Website Quickstart

Welcome to the DNAnexus Platform, the complete cloud-based solution for next-generation sequence analysis and visualization. The purpose of this guide is to help you get started quickly. You will find instructions for uploading data, running analyses, and building your own customized analysis workflows.

Step 1: Make your first project

Before uploading or using any data, you will need to create a project. Each piece of data in the Platform lives inside a project. You can create a project by clicking on the  Add Project button on the home page after logging in.

Add data

Click on the  Add Data button within your newly-created project.

This opens a dialog box, which gives you three options for uploading your data:

  1. Your Computer Use your web browser to upload data from your computer. You will have to stay logged in and keep the browser open until the upload has completed.
  2. Server Specify an URL of a globally-accessible server from which the file will be uploaded to the platform.
  3. Other Project Copy data from another project on the platform. Some data is provided free of charge by DNAnexus.
Note: If you are uploading very large files to the platform, the Upload Agent, available as a command line tool, is the fastest and most reliable way to transfer large data files to the platform.

Example: Importing data into a project from another DNAnexus project

  1. Click on Other Project (1).
  2. Select Demo Data (2)
  3. Select the Quickstart folder (3). This folder contains 2 files with the paired-end sequencing reads from chromosome 20 of exome SRR100022 (in fq.gz format) from the 1000 Genomes project. The full exome data is available in the SRR100022 folder, but for the sake of this demo, we will use the smaller dataset.
  4. Select all of the data in the Quickstart folder by checking the box next to the "Name" header (4).
  5. Finally, click the Add button to add the data to your project.

Click the screenshot below to zoom in.

Click the screenshot below to zoom in.

TIP: For more information about adding data to your DNAnexus project, see the Add Data page.

Step 2: Share your project with collaborators

You can collaborate within the platform by sharing projects with other DNAnexus users at various access levels. To share a project with a collaborator, click Share in the upper right corner of the project page.

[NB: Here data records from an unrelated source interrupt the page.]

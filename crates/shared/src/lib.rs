//! Wire and domain types shared between the access-control client and its front ends.

pub mod domain;
pub mod protocol;
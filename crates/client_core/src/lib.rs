//! Client-side orchestration for the QR access-control backend.
//!
//! Components, leaf first: [`gateway::RequestGateway`] (all network I/O),
//! [`health::HealthMonitor`], [`catalog::EventCatalog`], [`roster::GuestRoster`],
//! [`selection::SelectionController`], [`status::StatusReporter`] and [`busy::BusyGate`].
//! [`console::AccessConsole`] composes them and is what front ends talk to, either directly or
//! through [`command::ConsoleCommand`].

pub mod busy;
pub mod catalog;
pub mod checkin;
pub mod command;
pub mod console;
pub mod error;
pub mod events;
pub mod gateway;
pub mod health;
pub mod roster;
pub mod selection;
pub mod status;

pub use catalog::EventDraft;
pub use command::{CommandOutcome, ConsoleCommand};
pub use console::{AccessConsole, Capabilities, ConsoleConfig, ConsoleSnapshot};
pub use error::{Capability, ConsoleError, FailureKind};
pub use events::ConsoleEvent;
pub use gateway::UploadFile;
pub use health::HealthStatus;
pub use roster::{GuestDraft, RosterSnapshot};
pub use status::{Operation, OperationResult, Outcome};

#[cfg(test)]
#[path = "tests/support.rs"]
pub(crate) mod test_support;
use std::sync::Arc;

use shared::{
    domain::EventId,
    protocol::{Event, Guest},
};
use tokio::sync::{broadcast, watch};
use tracing::debug;

use crate::{error::Result, events::ConsoleEvent, roster::GuestRoster};

/// Sole writer of the selected event. The roster observes the selection through the paired
/// `watch::Receiver` but can never change it.
pub struct SelectionController {
    selected: watch::Sender<Option<Event>>,
    roster: Arc<GuestRoster>,
    publisher: broadcast::Sender<ConsoleEvent>,
}

impl SelectionController {
    pub(crate) fn new(
        selected: watch::Sender<Option<Event>>,
        roster: Arc<GuestRoster>,
        publisher: broadcast::Sender<ConsoleEvent>,
    ) -> Self {
        Self {
            selected,
            roster,
            publisher,
        }
    }

    /// Selects `event` and replaces the roster with that event's guests. Re-selecting the
    /// current event simply reloads it.
    pub async fn select(&self, event: Event) -> Result<Vec<Guest>> {
        let event_id = event.id;
        self.selected.send_replace(Some(event.clone()));
        let _ = self
            .publisher
            .send(ConsoleEvent::SelectionChanged(Some(event)));
        debug!(%event_id, "event selected");

        self.roster.invalidate(event_id).await;
        self.roster.reload(event_id).await
    }

    pub fn selected(&self) -> Option<Event> {
        self.selected.borrow().clone()
    }

    pub fn selected_id(&self) -> Option<EventId> {
        self.selected.borrow().as_ref().map(|event| event.id)
    }
}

The resulting dialog box shows the current list of project members and lets you add a new member as follows:

  1. Type the username or the email address of an existing DNAnexus user (1).
  2. Pick an access level (2).
  3. Click Add Member.
  4. Repeat the above steps to add more users at the same time.

Step 3: Run an analysis

You can analyze the Quickstart data we imported earlier by running DNAnexus-provided apps. Click on the Apps link in the upper right-hand corner to see a list of what is available.

Install apps

On the Apps page, you will see a list of apps, each with a grey Install button. Installing an app "bookmarks" the app for your later reference and makes it easy to add that app to workflows. Let's install the following two apps:

  • BWA-MEM FASTQ Read Mapper
  • Vendor Human Exome GATK-Lite Pipeline

Click the screenshot below to zoom in.

Run the apps

Apps and workflows are run from a particular project and will put any output objects in the same project. Let's return to your project page to run the apps you've just installed.

  1. Click the Projects link in the upper right-hand corner.
  2. Click on the card of your project.

Click the screenshot below to zoom in.

Back in the Manage view for a project, you can run an app by clicking on one of the two buttons:

  • Run This will let you pick a single app to run, or to create a single-use disposable workflow.
  • New Workflow This will create a new workflow capable of running multiple stages of apps. This allows you to string together multiple analysis steps that depend on each other.

Build a workflow

Let's build a workflow using the two apps we've installed.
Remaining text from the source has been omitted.